======== Data extracts ========

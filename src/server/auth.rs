//! HTTP Basic authentication as a Tower layer.

use axum::body::Body;
use axum::http::{header, HeaderValue, Request, StatusCode};
use axum::response::{IntoResponse, Response};
use axum::Json;
use base64::prelude::{Engine as _, BASE64_STANDARD};
use std::convert::Infallible;
use std::fmt;
use std::future::Future;
use std::pin::Pin;
use std::sync::Arc;
use std::task::{Context, Poll};
use tower::{Layer, Service};

pub const DEFAULT_USERNAME: &str = "reviewer";
pub const DEFAULT_PASSWORD: &str = "HccDemo2024!";

/// The single reviewer account accepted by the server.
#[derive(Clone, PartialEq, Eq)]
pub struct BasicCredentials {
    username: String,
    password: String,
}

impl fmt::Debug for BasicCredentials {
    fn fmt(&self, f: &mut fmt::Formatter<'_>) -> fmt::Result {
        f.debug_struct("BasicCredentials")
            .field("username", &self.username)
            .field("password", &"***")
            .finish()
    }
}

impl Default for BasicCredentials {
    fn default() -> Self {
        Self::new(DEFAULT_USERNAME, DEFAULT_PASSWORD)
    }
}

impl BasicCredentials {
    pub fn new(username: impl Into<String>, password: impl Into<String>) -> Self {
        Self {
            username: username.into(),
            password: password.into(),
        }
    }

    pub fn username(&self) -> &str {
        &self.username
    }

    pub fn is_default(&self) -> bool {
        self.username == DEFAULT_USERNAME && self.password == DEFAULT_PASSWORD
    }

    /// `Authorization` header value a client would send for these credentials.
    pub fn header_value(&self) -> String {
        let encoded = BASE64_STANDARD.encode(format!("{}:{}", self.username, self.password));
        format!("Basic {}", encoded)
    }

    fn accepts(&self, username: &str, password: &str) -> bool {
        self.username == username && self.password == password
    }
}

/// Decode `Basic <base64(user:pass)>`. The scheme is matched case-insensitively.
fn parse_basic_header(value: &HeaderValue) -> Option<(String, String)> {
    let value = value.to_str().ok()?;
    let (scheme, encoded) = value.split_once(' ')?;
    if !scheme.eq_ignore_ascii_case("basic") {
        return None;
    }
    let decoded = BASE64_STANDARD.decode(encoded.trim()).ok()?;
    let decoded = String::from_utf8(decoded).ok()?;
    let (username, password) = decoded.split_once(':')?;
    Some((username.to_string(), password.to_string()))
}

fn unauthorized(detail: &str) -> Response {
    let mut response = (
        StatusCode::UNAUTHORIZED,
        Json(serde_json::json!({ "detail": detail })),
    )
        .into_response();
    response
        .headers_mut()
        .insert(header::WWW_AUTHENTICATE, HeaderValue::from_static("Basic"));
    response
}

#[derive(Clone)]
pub struct BasicAuthLayer {
    credentials: Arc<BasicCredentials>,
}

impl BasicAuthLayer {
    pub fn new(credentials: BasicCredentials) -> Self {
        Self {
            credentials: Arc::new(credentials),
        }
    }
}

impl<S> Layer<S> for BasicAuthLayer {
    type Service = BasicAuthService<S>;

    fn layer(&self, inner: S) -> Self::Service {
        BasicAuthService {
            inner,
            credentials: self.credentials.clone(),
        }
    }
}

/// Rejects requests without valid credentials before they reach `inner`.
#[derive(Clone)]
pub struct BasicAuthService<S> {
    inner: S,
    credentials: Arc<BasicCredentials>,
}

impl<S> Service<Request<Body>> for BasicAuthService<S>
where
    S: Service<Request<Body>, Error = Infallible> + Clone + Send + 'static,
    S::Response: IntoResponse,
    S::Future: Send,
{
    type Response = Response;
    type Error = Infallible;
    type Future = Pin<Box<dyn Future<Output = Result<Self::Response, Self::Error>> + Send>>;

    fn poll_ready(&mut self, cx: &mut Context<'_>) -> Poll<Result<(), Self::Error>> {
        self.inner.poll_ready(cx)
    }

    fn call(&mut self, req: Request<Body>) -> Self::Future {
        let clone = self.inner.clone();
        let mut inner = std::mem::replace(&mut self.inner, clone);
        let credentials = self.credentials.clone();

        Box::pin(async move {
            let Some(header) = req.headers().get(header::AUTHORIZATION) else {
                return Ok(unauthorized("Not authenticated"));
            };

            match parse_basic_header(header) {
                Some((username, password)) if credentials.accepts(&username, &password) => {
                    let response = inner
                        .call(req)
                        .await
                        .unwrap_or_else(|infallible| match infallible {});
                    Ok(response.into_response())
                }
                Some((username, _)) => {
                    tracing::warn!("🔒 Rejected login for user '{}'", username);
                    Ok(unauthorized("Invalid credentials"))
                }
                None => Ok(unauthorized("Invalid credentials")),
            }
        })
    }
}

========

Give back exactly what runs from the first line of the listing above to the line that contains "fn parse_basic_header(value: &HeaderValue)", keeping both end lines.

filename src/server/auth.rs
//! HTTP Basic authentication as a Tower layer.

use axum::body::Body;
use axum::http::{header, HeaderValue, Request, StatusCode};
use axum::response::{IntoResponse, Response};
use axum::Json;
use base64::prelude::{Engine as _, BASE64_STANDARD};
use std::convert::Infallible;
use std::fmt;
use std::future::Future;
use std::pin::Pin;
use std::sync::Arc;
use std::task::{Context, Poll};
use tower::{Layer, Service};

pub const DEFAULT_USERNAME: &str = "reviewer";
pub const DEFAULT_PASSWORD: &str = "HccDemo2024!";

/// The single reviewer account accepted by the server.
#[derive(Clone, PartialEq, Eq)]
pub struct BasicCredentials {
    username: String,
    password: String,
}

impl fmt::Debug for BasicCredentials {
    fn fmt(&self, f: &mut fmt::Formatter<'_>) -> fmt::Result {
        f.debug_struct("BasicCredentials")
            .field("username", &self.username)
            .field("password", &"***")
            .finish()
    }
}

impl Default for BasicCredentials {
    fn default() -> Self {
        Self::new(DEFAULT_USERNAME, DEFAULT_PASSWORD)
    }
}

impl BasicCredentials {
    pub fn new(username: impl Into<String>, password: impl Into<String>) -> Self {
        Self {
            username: username.into(),
            password: password.into(),
        }
    }

    pub fn username(&self) -> &str {
        &self.username
    }

    pub fn is_default(&self) -> bool {
        self.username == DEFAULT_USERNAME && self.password == DEFAULT_PASSWORD
    }

    /// `Authorization` header value a client would send for these credentials.
    pub fn header_value(&self) -> String {
        let encoded = BASE64_STANDARD.encode(format!("{}:{}", self.username, self.password));
        format!("Basic {}", encoded)
    }

    fn accepts(&self, username: &str, password: &str) -> bool {
        self.username == username && self.password == password
    }
}

/// Decode `Basic <base64(user:pass)>`. The scheme is matched case-insensitively.
fn parse_basic_header(value: &HeaderValue) -> Option<(String, String)> {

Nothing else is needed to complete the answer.